Quero, para finalizar, aproveitar este texto para afirmar que não deve haver separação entre a questão marcial e o plano filosófico/espiritual. Tal separação seria um inequívoco desrespeito a Morhei Ueshiba (O Sensei), seria como pôr no lixo tudo que ele desenvolveu, pesquisou e estudou com o intuito de criar uma arte marcial que fosse um instrumento de transformação da sociedade e de progresso espiritual do homem. No entanto, quanto à eficiência do Aikido ou de qualquer arte marcial, ainda podemos dizer que a eficácia prática não depende da arte em si, apenas. Depende muito mais do praticante do que qualquer outra coisa. Uma pessoa dedicada, determinada e focada pode tornar-se eficiente em qualquer coisa. Gosto muito da história que li, não sei aonde, de que um famoso bailarino de balé clássico que, certa vez, se viu obrigado a se defender de um conhecido boxeador profissional.
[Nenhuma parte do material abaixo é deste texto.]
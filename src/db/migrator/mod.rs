use sea_orm_migration::prelude::*;

mod m20260301_initial;

pub struct Migrator;

#[async_trait::async_trait]
impl MigratorTrait for Migrator {
    fn migrations() -> Vec<Box<dyn MigrationTrait>> {
        vec![Box::new(m20260301_initial::Migration)]
    }
}
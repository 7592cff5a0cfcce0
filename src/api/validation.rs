use axum::Json;
use axum::extract::Path;
use axum::extract::rejection::{JsonRejection, PathRejection, QueryRejection};
use axum::extract::Query;

use super::ApiError;
use crate::services::MonthRange;
use crate::services::analytics::{MAX_YEAR, MIN_YEAR};

pub fn validate_subject_id(id: i32) -> Result<i32, ApiError> {
    if id <= 0 {
        return Err(ApiError::validation(format!(
            "Invalid subject ID: {id}. ID must be a positive integer"
        )));
    }
    Ok(id)
}

/// Both parts or neither; neither means the current month.
pub fn validate_month(year: Option<i32>, month: Option<u32>) -> Result<MonthRange, ApiError> {
    match (year, month) {
        (None, None) => Ok(MonthRange::current()),
        (Some(year), Some(month)) => MonthRange::new(year, month).ok_or_else(|| {
            ApiError::validation(format!(
                "Invalid month: {year}-{month}. Year must be between {MIN_YEAR} and {MAX_YEAR}, month between 1 and 12"
            ))
        }),
        _ => Err(ApiError::validation(
            "Both year and month are required when either is given",
        )),
    }
}

/// Malformed bodies are client errors; report them through the normal envelope.
pub fn json_body<T>(payload: Result<Json<T>, JsonRejection>) -> Result<T, ApiError> {
    payload
        .map(|Json(body)| body)
        .map_err(|rejection| ApiError::validation(rejection.body_text()))
}

pub fn path_param<T>(param: Result<Path<T>, PathRejection>) -> Result<T, ApiError> {
    param
        .map(|Path(value)| value)
        .map_err(|rejection| ApiError::validation(rejection.body_text()))
}

pub fn query_params<T>(query: Result<Query<T>, QueryRejection>) -> Result<T, ApiError> {
    query
        .map(|Query(value)| value)
        .map_err(|rejection| ApiError::validation(rejection.body_text()))
}

#[cfg(test)]
mod tests {
    use super::*;

    #[test]
    fn test_validate_subject_id() {
        assert!(validate_subject_id(1).is_ok());
        assert!(validate_subject_id(0).is_err());
        assert!(validate_subject_id(-4).is_err());
    }

    #[test]
    fn test_validate_month() {
        let march = validate_month(Some(2026), Some(3)).unwrap();
        assert_eq!(march.to_string(), "2026-03");
        assert!(validate_month(Some(2026), Some(13)).is_err());
        assert!(validate_month(Some(262_142), Some(12)).is_err());
        assert!(validate_month(Some(2026), None).is_err());
        assert_eq!(validate_month(None, None).unwrap(), MonthRange::current());
    }
}
#[tokio::test]
async fn test_session_range_is_inclusive() {
    let app = spawn_app().await;
    let (_, token) = register(&app, "range@example.com").await;
    let subject = create_subject(&app, &token, "Latin", "#abcdef").await;

    for start in [
        "2026-03-01T00:00:00.000Z",
        "2026-03-10T08:30:00.000Z",
        "2026-03-31T23:59:59.999Z",
        "2026-04-01T00:00:00.000Z",
    ] {
        assert_eq!(record(&app, &token, subject, start, 300).await, StatusCode::OK);
    }

    let (status, body) = send(
        &app,
        "GET",
        "/api/sessions?from=2026-03-01T00:00:00.000Z&to=2026-03-31T23:59:59.999Z",
        Some(&token),
        None,
    )
    .await;
    assert_eq!(status, StatusCode::OK);

    let sessions = body["data"].as_array().unwrap();
    assert_eq!(sessions.len(), 3);
    assert_eq!(sessions[0]["startTime"], "2026-03-31T23:59:59.999Z");
    assert_eq!(sessions[2]["startTime"], "2026-03-01T00:00:00.000Z");
    assert_eq!(sessions[0]["subject"]["name"], "Latin");
    assert_eq!(sessions[0]["subject"]["color"], "#abcdef");

    let (status, _) = send(
        &app,
        "GET",
        "/api/sessions?from=yesterday",
        Some(&token),
        None,
    )
    .await;
    assert_eq!(status, StatusCode::BAD_REQUEST);
}

#[tokio::test]
async fn test_deleting_subject_removes_its_sessions() {
    let app = spawn_app().await;
    let (_, token) = register(&app, "cascade@example.com").await;
    let doomed = create_subject(&app, &token, "Doomed", "#ff0000").await;
    let kept = create_subject(&app, &token, "Kept", "#00ff00").await;

    record(&app, &token, doomed, "2026-03-02T09:00:00Z", 1200).await;
    record(&app, &token, doomed, "2026-03-03T09:00:00Z", 1200).await;
    record(&app, &token, kept, "2026-03-04T09:00:00Z", 1200).await;

    let (status, _) = send(
        &app,
        "DELETE",
        &format!("/api/subjects/{doomed}"),
        Some(&token),
        None,
    )
    .await;
    assert_eq!(status, StatusCode::OK);

    let (_, body) = send(&app, "GET", "/api/sessions", Some(&token), None).await;
    let sessions = body["data"].as_array().unwrap();
    assert_eq!(sessions.len(), 1);
    assert_eq!(sessions[0]["subjectId"], kept);

    let (_, body) = send(
        &app,
        "GET",
        "/api/analytics?year=2026&month=3",
        Some(&token),
        None,
    )
    .await;
    assert_eq!(body["data"]["totalMinutes"], 20);
    assert_eq!(body["data"]["subjects"].as_array().unwrap().len(), 1);
}

#[tokio::test]
async fn test_analytics_rounds_each_session() {
    let app = spawn_app().await;
    let (_, token) = register(&app, "rounding@example.com").await;
    let subject = create_subject(&app, &token, "Reading log", "#f472b6").await;

    record(&app, &token, subject, "2026-03-05T09:00:00Z", 61).await;
    record(&app, &token, subject, "2026-03-05T10:00:00Z", 119).await;
    record(&app, &token, subject, "2026-03-06T09:00:00Z", 90).await;
    record(&app, &token, subject, "2026-03-06T10:00:00Z", 90).await;

    let (status, body) = send(
        &app,
        "GET",
        "/api/analytics?year=2026&month=3",
        Some(&token),
        None,
    )
    .await;
    assert_eq!(status, StatusCode::OK);

    let days = body["data"]["days"].as_array().unwrap();
    // March 2026 starts on a Sunday: no padding
    assert_eq!(days.len(), 31);
    assert_eq!(days[4]["date"], "2026-03-05");
    assert_eq!(days[4]["totalMinutes"], 3);
    assert_eq!(days[5]["totalMinutes"], 4);
    assert_eq!(body["data"]["totalMinutes"], 7);

    let (status, _) = send(
        &app,
        "GET",
        "/api/analytics?year=2026&month=13",
        Some(&token),
        None,
    )
    .await;
    assert_eq!(status, StatusCode::BAD_REQUEST);

    let (status, body) = send(
        &app,
        "GET",
        "/api/analytics?year=2026&month=4",
        Some(&token),
        None,
    )
    .await;
    assert_eq!(status, StatusCode::OK);
    assert_eq!(body["data"]["totalMinutes"], 0);
    assert!(body["data"]["days"][0].is_null());
}

#[tokio::test]
async fn test_analytics_rejects_unrepresentable_months() {
    let app = spawn_app().await;
    let (_, token) = register(&app, "far@example.com").await;

    for uri in [
        "/api/analytics?year=262142&month=12",
        "/api/analytics?year=10000&month=1",
        "/api/analytics?year=0&month=1",
    ] {
        let (status, body) = send(&app, "GET", uri, Some(&token), None).await;
        assert_eq!(status, StatusCode::BAD_REQUEST, "{uri}");
        assert_eq!(body["success"], false);
    }

    let (status, body) = send(
        &app,
        "GET",
        "/api/analytics?year=9999&month=12",
        Some(&token),
        None,
    )
    .await;
    assert_eq!(status, StatusCode::OK);
    assert_eq!(body["data"]["totalMinutes"], 0);
}

#[tokio::test]
async fn test_oversized_duration_is_rejected() {
    let app = spawn_app().await;
    let (_, token) = register(&app, "long@example.com").await;
    let subject = create_subject(&app, &token, "Marathon", "#22d3ee").await;

    let status = record(&app, &token, subject, "2026-03-10T09:00:00Z", i64::MAX).await;
    assert_eq!(status, StatusCode::BAD_REQUEST);

    let (status, body) = send(
        &app,
        "GET",
        "/api/analytics?year=2026&month=3",
        Some(&token),
        None,
    )
    .await;
    assert_eq!(status, StatusCode::OK);
    assert_eq!(body["data"]["totalMinutes"], 0);
}

#[tokio::test]
async fn test_session_range_accepts_bare_dates() {
    let app = spawn_app().await;
    let (_, token) = register(&app, "bare@example.com").await;
    let subject = create_subject(&app, &token, "Reading", "#f472b6").await;

    for start in ["2026-03-01T08:00:00Z", "2026-03-02T08:00:00Z"] {
        assert_eq!(record(&app, &token, subject, start, 60).await, StatusCode::OK);
    }

    let (status, body) = send(
        &app,
        "GET",
        "/api/sessions?from=2026-03-01&to=2026-03-02",
        Some(&token),
        None,
    )
    .await;
    assert_eq!(status, StatusCode::OK);
    let sessions = body["data"].as_array().unwrap();
    assert_eq!(sessions.len(), 1);
    assert_eq!(sessions[0]["startTime"], "2026-03-01T08:00:00.000Z");
}

#[tokio::test]
async fn test_subject_icon_can_be_cleared() {
    let app = spawn_app().await;
    let (_, token) = register(&app, "icons@example.com").await;

    let (status, body) = send(
        &app,
        "POST",
        "/api/subjects",
        Some(&token),
        Some(json!({"name": "Piano", "icon": "♪"})),
    )
    .await;
    assert_eq!(status, StatusCode::OK);
    let id = body["data"]["id"].as_i64().unwrap();
    let uri = format!("/api/subjects/{id}");

    let (_, body) = send(&app, "PUT", &uri, Some(&token), Some(json!({"name": "Keys"}))).await;
    assert_eq!(body["data"]["icon"], "♪");

    let (status, body) = send(&app, "PUT", &uri, Some(&token), Some(json!({"icon": null}))).await;
    assert_eq!(status, StatusCode::OK);
    assert_eq!(body["data"]["icon"], Value::Null);
    assert_eq!(body["data"]["name"], "Keys");
}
Usando apenas os conhecimentos de sua arte, que era o balé, ele nocauteou o boxeador com seus saltos e movimentos de pernas.
A nossa experiência, de mais de 45 anos de prática e ensino de artes marciais e mais de 18 anos de prática e ensino de Aikido, nos dá um senso de observação do perfil de quem procura o Aikido. Com um pouco de senso de humor, podemos estabelecer 5 tipos de perfis:

A) O fanático: aquele que chega dizendo que esta é a arte de sua vida, que a sua vida vai mudar radicalmente agora que está praticando Aikido. Este entusiasmo delirante dura no máximo um mês, já vi casos de menos de uma semana de duração.

B) O proto-sensei: aquele que desde o primeiro dia tem uma idéia fixa de um dia ser um Sensei. Ele tem tanta pressa que basta aprender os primeiros fundamentos básicos para que comece a se comportar diante de seus kohais como se fosse um Sensei.

C) O questionador: este perfil tem dois subtipos, o filosófico, que questiona até os ensinamentos de Buda, de Cristo e de Maomé, quanto mais os de Ueshiba, e o prático, que questiona a eficiência de movimentos que foram desenvolvidos durante mais de 4000 anos, desde a Índia, passando pela China e pelo Japão.

D) O atleta: aquele que vem só para pegar um pouco de preparo físico, ou seja, ele deveria procurar uma academia de musculação ou de aero-algumacoisa (sic) ou até de dança de salão, que está na moda.

E) O mente de principiante: aquele que, por mais que já saiba sobre alguma coisa, vem com a atitude de que nada sabe, e vem com a mente vazia e, pronto para aprender.

Pergunto a ti, leitor, em qual perfil você se encaixa?